───── Data under study
//! Publishing the installation image to the datastore.
//!
//! With `access: scp` the image is copied from the FTP host by an `scp`
//! run on the ESX host; with `access: nfs` the source folder is itself a
//! datastore and the target becomes a symlink into it.

use super::{LabError, Topology};
use crate::config::schema::datastore_fs_path;
use crate::vm::prompts::{HOST_PASSWORD, PROMPTS};
use log::{error, info};
use std::time::{Duration, Instant};

/// How long `echo $?` may take to print the exit status
const EXIT_STATUS_WAIT: Duration = Duration::from_secs(1);

/// Name of the newest ISO in an `ls -lt` listing
pub fn newest_iso(listing: &str) -> Option<String> {
    PROMPTS
        .iso_listing
        .captures(listing)
        .map(|c| format!("{}.iso", &c[2]))
}

fn volume_path(path: &str) -> Result<String, LabError> {
    datastore_fs_path(path).ok_or_else(|| LabError::NotADatastorePath(path.to_string()))
}

impl Topology {
    /// Newest ISO in the FTP source folder
    pub fn latest_iso_on_ftp(&self) -> Result<String, LabError> {
        let mut conn = self.ftp_session()?;
        info!("Checking builds...");
        conn.send_line(&format!("ls -lt '{}' --color=never", self.ftp.source_folder))?;
        let m = conn.expect(&PROMPTS.host, self.timeouts.login)?;
        conn.close()?;

        let listing = format!("{}{}", m.before, m.after);
        match newest_iso(&listing) {
            Some(iso) => {
                info!("ISO {} found.", iso);
                Ok(iso)
            }
            None => {
                error!("Couldn't get a build name; ls output:{}", listing);
                Err(LabError::IsoNotFound(listing))
            }
        }
    }

    /// Copy `iso` (or the newest build) from the FTP host to `ftp.target`
    pub fn copy_build_via_scp(&self, iso: Option<&str>) -> Result<(), LabError> {
        let build = match iso {
            Some(iso) => iso.to_string(),
            None => self.latest_iso_on_ftp()?,
        };
        let local_iso = volume_path(&self.ftp.target)?;
        let remote_iso = format!("{}{}", self.ftp.source_folder, build);
        let scp = format!(
            "scp -q -oStrictHostKeyChecking=no -oUserKnownHostsFile=/dev/null {}@{}:'{}' '{}'",
            self.ftp.user, self.ftp.ip, remote_iso, local_iso
        );
        info!("Copying build \"{}\"...", build);

        let timeout = self.timeouts.build;
        let mut conn = self.esx_session()?;
        let mut start = Instant::now();

        // Drop the previous image or symlink
        conn.send_line(&format!("rm {}", local_iso))?;
        conn.expect(&PROMPTS.host_or_password, timeout)?;

        conn.send_line(&scp)?;
        if conn.expect(&PROMPTS.host_or_password, timeout)?.index == HOST_PASSWORD {
            start = Instant::now();
            conn.send_line(&self.ftp.password)?;
            conn.expect(&PROMPTS.host_or_password, timeout)?;
        }
        let elapsed = start.elapsed();

        conn.send_line("echo $?")?;
        let copied = conn.expect(&PROMPTS.exit_ok, EXIT_STATUS_WAIT);
        conn.close()?;
        if copied.is_err() {
            return Err(LabError::CopyFailed(build));
        }
        info!(
            "The build '{}' copied from {} (elapsed time: {:?})",
            build, self.ftp.ip, elapsed
        );
        Ok(())
    }

    /// Point `ftp.target` at `iso` (or the newest build) in the NFS source folder
    pub fn create_symlink_to_iso(&self, iso: Option<&str>) -> Result<(), LabError> {
        let source_folder = volume_path(&self.ftp.source_folder)?;
        let target = volume_path(&self.ftp.target)?;
        let timeout = self.timeouts.build;

        let mut conn = self.esx_session()?;
        let build = match iso {
            Some(iso) => iso.to_string(),
            None => {
                conn.send_line(&format!("ls -lt '{}' --color=never", source_folder))?;
                let m = conn.expect(&PROMPTS.host, self.timeouts.login)?;
                let listing = format!("{}{}", m.before, m.after);
                let iso = newest_iso(&listing).ok_or(LabError::IsoNotFound(listing))?;
                info!("Iso {} found.", iso);
                iso
            }
        };

        conn.send_line(&format!("rm {}", target))?;
        conn.expect(&PROMPTS.host, timeout)?;
        conn.send_line(&format!("ln -s '{}{}' '{}'", source_folder, build, target))?;
        conn.expect(&PROMPTS.host, timeout)?;

        conn.send_line("echo $?")?;
        let linked = conn.expect(&PROMPTS.exit_ok, EXIT_STATUS_WAIT);
        conn.close()?;
        if linked.is_err() {
            return Err(LabError::SymlinkFailed(target));
        }
        info!("Symlink to iso {} was created.", build);
        Ok(())
    }
}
──────────
▸ About this exercise
Write the data out again. Match it word for word.

▸ Answer to this exercise
//! Publishing the installation image to the datastore.
//!
//! With `access: scp` the image is copied from the FTP host by an `scp`
//! run on the ESX host; with `access: nfs` the source folder is itself a
//! datastore and the target becomes a symlink into it.

use super::{LabError, Topology};
use crate::config::schema::datastore_fs_path;
use crate::vm::prompts::{HOST_PASSWORD, PROMPTS};
use log::{error, info};
use std::time::{Duration, Instant};

/// How long `echo $?` may take to print the exit status
const EXIT_STATUS_WAIT: Duration = Duration::from_secs(1);

/// Name of the newest ISO in an `ls -lt` listing
pub fn newest_iso(listing: &str) -> Option<String> {
    PROMPTS
        .iso_listing
        .captures(listing)
        .map(|c| format!("{}.iso", &c[2]))
}

fn volume_path(path: &str) -> Result<String, LabError> {
    datastore_fs_path(path).ok_or_else(|| LabError::NotADatastorePath(path.to_string()))
}

impl Topology {
    /// Newest ISO in the FTP source folder
    pub fn latest_iso_on_ftp(&self) -> Result<String, LabError> {
        let mut conn = self.ftp_session()?;
        info!("Checking builds...");
        conn.send_line(&format!("ls -lt '{}' --color=never", self.ftp.source_folder))?;
        let m = conn.expect(&PROMPTS.host, self.timeouts.login)?;
        conn.close()?;

        let listing = format!("{}{}", m.before, m.after);
        match newest_iso(&listing) {
            Some(iso) => {
                info!("ISO {} found.", iso);
                Ok(iso)
            }
            None => {
                error!("Couldn't get a build name; ls output:{}", listing);
                Err(LabError::IsoNotFound(listing))
            }
        }
    }

    /// Copy `iso` (or the newest build) from the FTP host to `ftp.target`
    pub fn copy_build_via_scp(&self, iso: Option<&str>) -> Result<(), LabError> {
        let build = match iso {
            Some(iso) => iso.to_string(),
            None => self.latest_iso_on_ftp()?,
        };
        let local_iso = volume_path(&self.ftp.target)?;
        let remote_iso = format!("{}{}", self.ftp.source_folder, build);
        let scp = format!(
            "scp -q -oStrictHostKeyChecking=no -oUserKnownHostsFile=/dev/null {}@{}:'{}' '{}'",
            self.ftp.user, self.ftp.ip, remote_iso, local_iso
        );
        info!("Copying build \"{}\"...", build);

        let timeout = self.timeouts.build;
        let mut conn = self.esx_session()?;
        let mut start = Instant::now();

        // Drop the previous image or symlink
        conn.send_line(&format!("rm {}", local_iso))?;
        conn.expect(&PROMPTS.host_or_password, timeout)?;

        conn.send_line(&scp)?;
        if conn.expect(&PROMPTS.host_or_password, timeout)?.index == HOST_PASSWORD {
            start = Instant::now();
            conn.send_line(&self.ftp.password)?;
            conn.expect(&PROMPTS.host_or_password, timeout)?;
        }
        let elapsed = start.elapsed();

        conn.send_line("echo $?")?;
        let copied = conn.expect(&PROMPTS.exit_ok, EXIT_STATUS_WAIT);
        conn.close()?;
        if copied.is_err() {
            return Err(LabError::CopyFailed(build));
        }
        info!(
            "The build '{}' copied from {} (elapsed time: {:?})",
            build, self.ftp.ip, elapsed
        );
        Ok(())
    }

    /// Point `ftp.target` at `iso` (or the newest build) in the NFS source folder
    pub fn create_symlink_to_iso(&self, iso: Option<&str>) -> Result<(), LabError> {
        let source_folder = volume_path(&self.ftp.source_folder)?;
        let target = volume_path(&self.ftp.target)?;
        let timeout = self.timeouts.build;

        let mut conn = self.esx_session()?;
        let build = match iso {
            Some(iso) => iso.to_string(),
            None => {
                conn.send_line(&format!("ls -lt '{}' --color=never", source_folder))?;
                let m = conn.expect(&PROMPTS.host, self.timeouts.login)?;
                let listing = format!("{}{}", m.before, m.after);
                let iso = newest_iso(&listing).ok_or(LabError::IsoNotFound(listing))?;
                info!("Iso {} found.", iso);
                iso
            }
        };

        conn.send_line(&format!("rm {}", target))?;
        conn.expect(&PROMPTS.host, timeout)?;
        conn.send_line(&format!("ln -s '{}{}' '{}'", source_folder, build, target))?;
        conn.expect(&PROMPTS.host, timeout)?;

        conn.send_line("echo $?")?;
        let linked = conn.expect(&PROMPTS.exit_ok, EXIT_STATUS_WAIT);
        conn.close()?;
        if linked.is_err() {
            return Err(LabError::SymlinkFailed(target));
        }
        info!("Symlink to iso {} was created.", build);
        Ok(())
    }
}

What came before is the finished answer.